▶ **What you will do**:
The expected output is exactly the lines below, starting at the line with "the four approaches" and ending at the line with "File I/O error", both included; no other line belongs in it.

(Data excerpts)

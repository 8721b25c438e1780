//! # Traffic-phase Library
//!
//! Right-of-way scheduling for a four-way intersection. Vehicles queue in
//! lanes that each serve a fixed set of turns; every step releases the
//! largest (lane-weighted) set of mutually compatible maneuvers.
//!
//! ## Features
//!
//! - **Conflict model**: twelve directed maneuvers with a fixed conflict rule
//! - **Optimal phases**: maximum-weight clique search with pivoting and pruning
//! - **Configurable layouts**: built-in presets or JSON lane arrangements
//! - **Observers**: per-step and per-admission notifications for custom UIs
//! - **Feature flags**: optional C bindings
//!
//! ## Basic Usage
//!
//! ```rust
//! use traffic_phase::{Preset, Result};
//!
//! fn main() -> Result<()> {
//!     let mut intersection = Preset::SingleLane.build()?;
//!     intersection.admit_route("v1", "south", "north")?;
//!     intersection.admit_route("v2", "north", "south")?;
//!
//!     let released = intersection.step()?;
//!     assert_eq!(released.len(), 2);
//!     Ok(())
//! }
//! ```
//!
//! ## Command Files
//!
//! ```rust
//! use traffic_phase::{Command, Preset};
//!
//! # fn main() -> traffic_phase::Result<()> {
//! let commands = vec![
//!     Command::add_vehicle("v3", "west", "south"),
//!     Command::add_vehicle("v4", "west", "south"),
//!     Command::Step,
//!     Command::Step,
//! ];
//! let output = traffic_phase::run_commands(&commands, Preset::SingleLane)?;
//! assert_eq!(output.step_statuses[0].left_vehicles, vec!["v3"]);
//! assert_eq!(output.step_statuses[1].left_vehicles, vec!["v4"]);
//! # Ok(())
//! # }
//! ```

use std::path::Path;
use std::sync::Arc;

// Re-export core types that users might need
pub use crate::core::clique::{solve, Clique, WeightedBronKerbosch};
pub use crate::core::command::{
    Command, CommandFile, CommandStats, OutputCollector, ProgressCallback, RunOptions,
    SimulationOutput, SimulationRunner, StepStatus,
};
pub use crate::core::error::{suggest_road, Error, Result};
pub use crate::core::graph::{ConflictGraph, ManeuverSet, Vertex};
pub use crate::core::intersection::{Intersection, LaneId, Occupancy, Phase, StepObserver};
pub use crate::core::lane::{Approach, TrafficLane, Vehicle};
pub use crate::core::layout::{ApproachSpec, IntersectionLayout, LaneSpec, Preset};
pub use crate::core::maneuver::{DirectedManeuver, Direction, Maneuver};

// Internal modules
mod core;

// C-compatible FFI bindings (optional)
#[cfg(feature = "c-bindings")]
pub mod ffi;

/// Replay `commands` on an empty intersection built from `preset`
pub fn run_commands(commands: &[Command], preset: Preset) -> Result<SimulationOutput> {
    let mut runner = SimulationRunner::new(preset.build()?);
    runner.run(commands)
}

/// Replay a command file with a progress callback
///
/// The callback receives (processed commands, total commands).
///
/// # Examples
/// ```rust,no_run
/// use traffic_phase::Preset;
///
/// # fn main() -> Result<(), Box<dyn std::error::Error>> {
/// let output = traffic_phase::run_file_with_progress(
///     "commands.json",
///     Preset::MultiLane,
///     |done, total| eprintln!("{done}/{total}"),
/// )?;
/// println!("{}", output.to_json_pretty()?);
/// # Ok(())
/// # }
/// ```
pub fn run_file_with_progress<F>(
    path: impl AsRef<Path>,
    preset: Preset,
    progress: F,
) -> Result<SimulationOutput>
where
    F: Fn(u64, u64) + Send + Sync + 'static,
{
    let options = RunOptions {
        progress: Some(Arc::new(progress)),
        ..Default::default()
    };
    run_file_with_options(path, preset.build()?, options)
}

/// Replay a command file against `intersection` with custom options
///
/// # Examples
/// ```rust,no_run
/// use traffic_phase::{IntersectionLayout, RunOptions};
///
/// # fn main() -> Result<(), Box<dyn std::error::Error>> {
/// let intersection = IntersectionLayout::from_path("layout.json")?.build()?;
/// let options = RunOptions {
///     skip_invalid: true,
///     ..Default::default()
/// };
/// let output = traffic_phase::run_file_with_options("commands.json", intersection, options)?;
/// # Ok(())
/// # }
/// ```
pub fn run_file_with_options(
    path: impl AsRef<Path>,
    intersection: Intersection,
    options: RunOptions,
) -> Result<SimulationOutput> {
    let file = CommandFile::from_path(path)?;
    let mut runner = SimulationRunner::with_options(intersection, options);
    runner.run(&file.commands)
}
//! Error types for traffic-phase
//!
//! Provides error handling for admission, layout validation and scheduling,
//! plus fuzzy "did you mean" suggestions for misspelled road names.

use std::fmt;

use strsim::{jaro_winkler, normalized_levenshtein};

use crate::core::maneuver::{DirectedManeuver, Direction};

/// Minimum combined similarity for a road-name suggestion to be offered.
/// Keeps "nroth" -> "north" while rejecting "main-street".
const SUGGESTION_THRESHOLD: f64 = 0.7;

/// Suggest a correction for a potentially misspelled road name
///
/// Scores every known road name with 70% Jaro-Winkler + 30% normalized
/// Levenshtein and returns the best one above the threshold. Exact
/// (case-insensitive) matches return `None` since nothing needs fixing.
pub fn suggest_road(name: &str) -> Option<String> {
    let input = name.trim().to_lowercase();
    if input.is_empty() {
        return None;
    }

    let mut best_match = None;
    let mut best_score = 0.0f64;

    for direction in Direction::ALL {
        let candidate = direction.road_name();
        if candidate == input {
            return None;
        }

        let score = jaro_winkler(&input, candidate) * 0.7
            + normalized_levenshtein(&input, candidate) * 0.3;

        if score >= SUGGESTION_THRESHOLD && score > best_score {
            best_score = score;
            best_match = Some(candidate.to_string());
        }
    }

    best_match
}

/// Main error type for traffic-phase operations
#[derive(Debug)]
pub enum Error {
    /// Road name that is not one of the four approaches
    UnknownRoad {
        name: String,
        suggestion: Option<String>,
    },

    /// Origin/destination pair that is not one of the twelve directed maneuvers
    MalformedManeuver { start: String, end: String },

    /// No lane on the vehicle's approach serves its maneuver
    NoEligibleLane { maneuver: DirectedManeuver },

    /// The intersection has no approach for this road
    MissingApproach(Direction),

    /// The same road was configured twice
    DuplicateApproach(Direction),

    /// Layout configuration that cannot describe an intersection
    InvalidLayout(String),

    /// Command that is structurally valid JSON but not a usable command
    InvalidCommand(String),

    /// Clique solver invoked outside its contract
    SolverPrecondition(&'static str),

    /// A lane selected for release had no waiting vehicle
    LaneEmpty { road: Direction, lane: usize },

    /// JSON encoding or decoding failure
    Json(serde_json::Error),

    /// File I/O error
    IoError(std::io::Error),
}

impl fmt::Display for Error {
    fn fmt(&self, f: &mut fmt::Formatter<'_>) -> fmt::Result {
        match self {
            Error::UnknownRoad { name, suggestion } => match suggestion {
                Some(s) => write!(f, "Unknown road '{name}' (did you mean '{s}'?)"),
                None => write!(f, "Unknown road '{name}'"),
            },
            Error::MalformedManeuver { start, end } => {
                write!(f, "No maneuver leads from road '{start}' to road '{end}'")
            }
            Error::NoEligibleLane { maneuver } => {
                write!(f, "No lane on road {} accepts maneuver {maneuver}", maneuver.direction())
            }
            Error::MissingApproach(direction) => {
                write!(f, "Intersection has no road {direction}")
            }
            Error::DuplicateApproach(direction) => {
                write!(f, "Road {direction} configured more than once")
            }
            Error::InvalidLayout(msg) => {
                write!(f, "Invalid layout: {msg}")
            }
            Error::InvalidCommand(msg) => {
                write!(f, "Invalid command: {msg}")
            }
            Error::SolverPrecondition(msg) => {
                write!(f, "Clique solver precondition violated: {msg}")
            }
            Error::LaneEmpty { road, lane } => {
                write!(f, "Lane {lane} on road {road} has no waiting vehicle")
            }
            Error::Json(err) => {
                write!(f, "JSON error: {err}")
            }
            Error::IoError(err) => {
                write!(f, "I/O error: {err}")
            }
        }
    }
}

impl std::error::Error for Error {
    fn source(&self) -> Option<&(dyn std::error::Error + 'static)> {
        match self {
            Error::IoError(err) => Some(err),
            Error::Json(err) => Some(err),
            _ => None,
        }
    }
}

impl From<std::io::Error> for Error {
    fn from(err: std::io::Error) -> Self {
        Error::IoError(err)
    }
}

impl From<serde_json::Error> for Error {
    fn from(err: serde_json::Error) -> Self {
        Error::Json(err)
    }
}

/// Convenience result type for traffic-phase operations
pub type Result<T> = std::result::Result<T, Error>;

#[cfg(test)]
mod tests {
    use super::*;
    use crate::core::maneuver::Maneuver;

    #[test]
    fn test_suggest_road_typos() {
        assert_eq!(suggest_road("nroth"), Some("north".to_string()));
        assert_eq!(suggest_road("souht"), Some("south".to_string()));
        assert_eq!(suggest_road("wset"), Some("west".to_string()));
        assert_eq!(suggest_road("eastt"), Some("east".to_string()));
    }

    #[test]
    fn test_suggest_road_no_match() {
        assert_eq!(suggest_road("north"), None);
        assert_eq!(suggest_road("NORTH"), None);
        assert_eq!(suggest_road("main-street-boulevard"), None);
        assert_eq!(suggest_road(""), None);
    }

    #[test]
    fn test_display_messages() {
        let err = Error::UnknownRoad {
            name: "nroth".to_string(),
            suggestion: Some("north".to_string()),
        };
        assert_eq!(err.to_string(), "Unknown road 'nroth' (did you mean 'north'?)");

        let err = Error::NoEligibleLane {
            maneuver: DirectedManeuver::new(Direction::West, Maneuver::Left),
        };
        assert_eq!(err.to_string(), "No lane on road WEST accepts maneuver WEST_LEFT");
    }

    #[test]
    fn test_io_error_source() {
        use std::error::Error as _;
        let err = Error::from(std::io::Error::new(std::io::ErrorKind::NotFound, "gone"));
        assert!(err.source().is_some());
        assert!(Error::MissingApproach(Direction::East).source().is_none());
    }
}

▶ **Output**:
    /// Road name that is not one of the four approaches
    UnknownRoad {
        name: String,
        suggestion: Option<String>,
    },

    /// Origin/destination pair that is not one of the twelve directed maneuvers
    MalformedManeuver { start: String, end: String },

    /// No lane on the vehicle's approach serves its maneuver
    NoEligibleLane { maneuver: DirectedManeuver },

    /// The intersection has no approach for this road
    MissingApproach(Direction),

    /// The same road was configured twice
    DuplicateApproach(Direction),

    /// Layout configuration that cannot describe an intersection
    InvalidLayout(String),

    /// Command that is structurally valid JSON but not a usable command
    InvalidCommand(String),

    /// Clique solver invoked outside its contract
    SolverPrecondition(&'static str),

    /// A lane selected for release had no waiting vehicle
    LaneEmpty { road: Direction, lane: usize },

    /// JSON encoding or decoding failure
    Json(serde_json::Error),

    /// File I/O error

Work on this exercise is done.